- [EXCERPTED RECORDS]
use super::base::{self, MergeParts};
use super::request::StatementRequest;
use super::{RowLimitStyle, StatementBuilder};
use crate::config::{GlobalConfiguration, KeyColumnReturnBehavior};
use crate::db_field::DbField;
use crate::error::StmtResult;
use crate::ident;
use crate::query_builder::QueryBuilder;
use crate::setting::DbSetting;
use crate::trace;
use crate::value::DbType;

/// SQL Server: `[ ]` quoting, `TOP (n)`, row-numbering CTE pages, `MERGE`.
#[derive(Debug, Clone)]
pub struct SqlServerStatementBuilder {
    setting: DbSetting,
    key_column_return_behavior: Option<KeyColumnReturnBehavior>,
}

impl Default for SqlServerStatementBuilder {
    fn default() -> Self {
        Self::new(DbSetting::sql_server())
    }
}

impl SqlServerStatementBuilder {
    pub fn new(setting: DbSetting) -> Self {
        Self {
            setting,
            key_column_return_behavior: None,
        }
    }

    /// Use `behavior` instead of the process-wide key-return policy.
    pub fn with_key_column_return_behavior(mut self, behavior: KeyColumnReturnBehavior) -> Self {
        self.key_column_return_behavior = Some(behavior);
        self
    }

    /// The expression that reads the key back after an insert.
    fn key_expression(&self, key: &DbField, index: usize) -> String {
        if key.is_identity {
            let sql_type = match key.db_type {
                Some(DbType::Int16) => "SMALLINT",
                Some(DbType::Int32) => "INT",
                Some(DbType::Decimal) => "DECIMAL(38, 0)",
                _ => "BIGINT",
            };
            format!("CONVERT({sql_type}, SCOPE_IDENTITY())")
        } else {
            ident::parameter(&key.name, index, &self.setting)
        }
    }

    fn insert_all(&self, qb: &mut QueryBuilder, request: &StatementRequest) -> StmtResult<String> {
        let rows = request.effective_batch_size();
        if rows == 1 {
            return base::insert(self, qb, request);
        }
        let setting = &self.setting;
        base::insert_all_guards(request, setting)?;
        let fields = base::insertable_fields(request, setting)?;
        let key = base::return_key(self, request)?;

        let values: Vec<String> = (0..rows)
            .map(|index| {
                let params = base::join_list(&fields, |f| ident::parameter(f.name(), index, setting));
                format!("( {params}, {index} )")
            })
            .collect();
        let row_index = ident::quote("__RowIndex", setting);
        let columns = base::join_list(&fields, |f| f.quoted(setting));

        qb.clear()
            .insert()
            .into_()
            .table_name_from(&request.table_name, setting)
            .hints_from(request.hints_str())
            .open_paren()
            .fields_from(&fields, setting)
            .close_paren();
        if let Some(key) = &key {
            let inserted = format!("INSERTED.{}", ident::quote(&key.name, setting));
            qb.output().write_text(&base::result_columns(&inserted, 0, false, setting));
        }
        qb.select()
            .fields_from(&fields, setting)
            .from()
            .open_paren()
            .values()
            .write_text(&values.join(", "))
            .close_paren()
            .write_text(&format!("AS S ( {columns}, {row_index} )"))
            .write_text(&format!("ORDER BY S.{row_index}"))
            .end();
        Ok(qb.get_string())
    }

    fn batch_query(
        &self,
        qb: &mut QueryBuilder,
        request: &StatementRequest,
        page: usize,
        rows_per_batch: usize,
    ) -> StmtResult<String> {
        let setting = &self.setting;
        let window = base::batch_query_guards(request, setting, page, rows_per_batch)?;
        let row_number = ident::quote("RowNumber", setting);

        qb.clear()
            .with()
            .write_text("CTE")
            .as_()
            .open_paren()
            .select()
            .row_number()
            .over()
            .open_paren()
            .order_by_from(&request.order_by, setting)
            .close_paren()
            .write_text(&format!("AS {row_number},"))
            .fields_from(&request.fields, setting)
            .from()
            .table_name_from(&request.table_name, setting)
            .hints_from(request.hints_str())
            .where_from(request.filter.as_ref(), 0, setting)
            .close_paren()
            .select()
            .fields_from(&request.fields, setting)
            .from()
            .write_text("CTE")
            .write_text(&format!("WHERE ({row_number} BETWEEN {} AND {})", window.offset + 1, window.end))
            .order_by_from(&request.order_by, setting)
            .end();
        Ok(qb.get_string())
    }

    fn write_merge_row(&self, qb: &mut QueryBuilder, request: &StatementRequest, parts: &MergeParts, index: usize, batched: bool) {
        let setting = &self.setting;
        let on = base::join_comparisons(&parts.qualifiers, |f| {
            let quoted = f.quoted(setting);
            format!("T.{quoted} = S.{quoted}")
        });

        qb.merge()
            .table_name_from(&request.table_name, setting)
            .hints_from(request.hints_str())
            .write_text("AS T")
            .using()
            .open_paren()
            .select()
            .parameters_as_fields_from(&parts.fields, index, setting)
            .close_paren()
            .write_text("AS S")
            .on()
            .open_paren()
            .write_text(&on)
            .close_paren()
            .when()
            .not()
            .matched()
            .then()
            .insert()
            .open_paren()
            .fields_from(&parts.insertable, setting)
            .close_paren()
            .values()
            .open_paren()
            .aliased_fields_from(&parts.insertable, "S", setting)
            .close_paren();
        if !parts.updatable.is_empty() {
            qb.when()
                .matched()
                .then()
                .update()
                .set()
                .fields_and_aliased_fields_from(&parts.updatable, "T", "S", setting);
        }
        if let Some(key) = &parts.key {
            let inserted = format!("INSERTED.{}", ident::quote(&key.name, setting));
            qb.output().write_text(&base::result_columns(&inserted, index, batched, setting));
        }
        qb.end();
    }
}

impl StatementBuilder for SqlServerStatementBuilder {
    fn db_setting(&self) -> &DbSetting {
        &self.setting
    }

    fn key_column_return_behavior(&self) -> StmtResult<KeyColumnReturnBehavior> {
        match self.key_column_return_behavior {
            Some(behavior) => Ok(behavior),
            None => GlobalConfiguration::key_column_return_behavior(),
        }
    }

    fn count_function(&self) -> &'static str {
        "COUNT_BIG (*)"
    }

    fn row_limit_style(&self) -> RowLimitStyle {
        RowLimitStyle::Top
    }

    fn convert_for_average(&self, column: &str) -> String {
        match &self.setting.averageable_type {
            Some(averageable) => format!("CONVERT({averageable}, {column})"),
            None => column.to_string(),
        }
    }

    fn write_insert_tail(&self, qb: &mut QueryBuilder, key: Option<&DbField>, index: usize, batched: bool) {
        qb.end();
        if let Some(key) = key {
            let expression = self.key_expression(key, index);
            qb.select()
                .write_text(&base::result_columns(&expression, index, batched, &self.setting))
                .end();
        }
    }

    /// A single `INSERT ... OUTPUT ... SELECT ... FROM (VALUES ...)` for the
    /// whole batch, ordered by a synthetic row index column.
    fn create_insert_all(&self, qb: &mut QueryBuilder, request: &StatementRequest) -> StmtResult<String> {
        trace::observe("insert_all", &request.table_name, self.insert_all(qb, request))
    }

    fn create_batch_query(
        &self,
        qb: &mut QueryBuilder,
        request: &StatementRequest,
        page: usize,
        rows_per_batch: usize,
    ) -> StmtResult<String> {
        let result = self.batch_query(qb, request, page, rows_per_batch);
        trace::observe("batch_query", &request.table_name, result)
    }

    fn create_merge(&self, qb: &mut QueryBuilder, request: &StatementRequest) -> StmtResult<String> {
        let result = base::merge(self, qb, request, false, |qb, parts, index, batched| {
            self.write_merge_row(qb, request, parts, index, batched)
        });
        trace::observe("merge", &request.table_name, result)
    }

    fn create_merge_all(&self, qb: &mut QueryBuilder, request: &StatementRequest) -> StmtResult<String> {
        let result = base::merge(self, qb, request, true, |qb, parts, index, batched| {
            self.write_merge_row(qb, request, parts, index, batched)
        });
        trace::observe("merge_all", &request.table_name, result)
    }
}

- [TASK ITEM]
Check each line of the material for "window". Copy the ones that have it.

- [ANSWER]
        let window = base::batch_query_guards(request, setting, page, rows_per_batch)?;
            .write_text(&format!("WHERE ({row_number} BETWEEN {} AND {})", window.offset + 1, window.end))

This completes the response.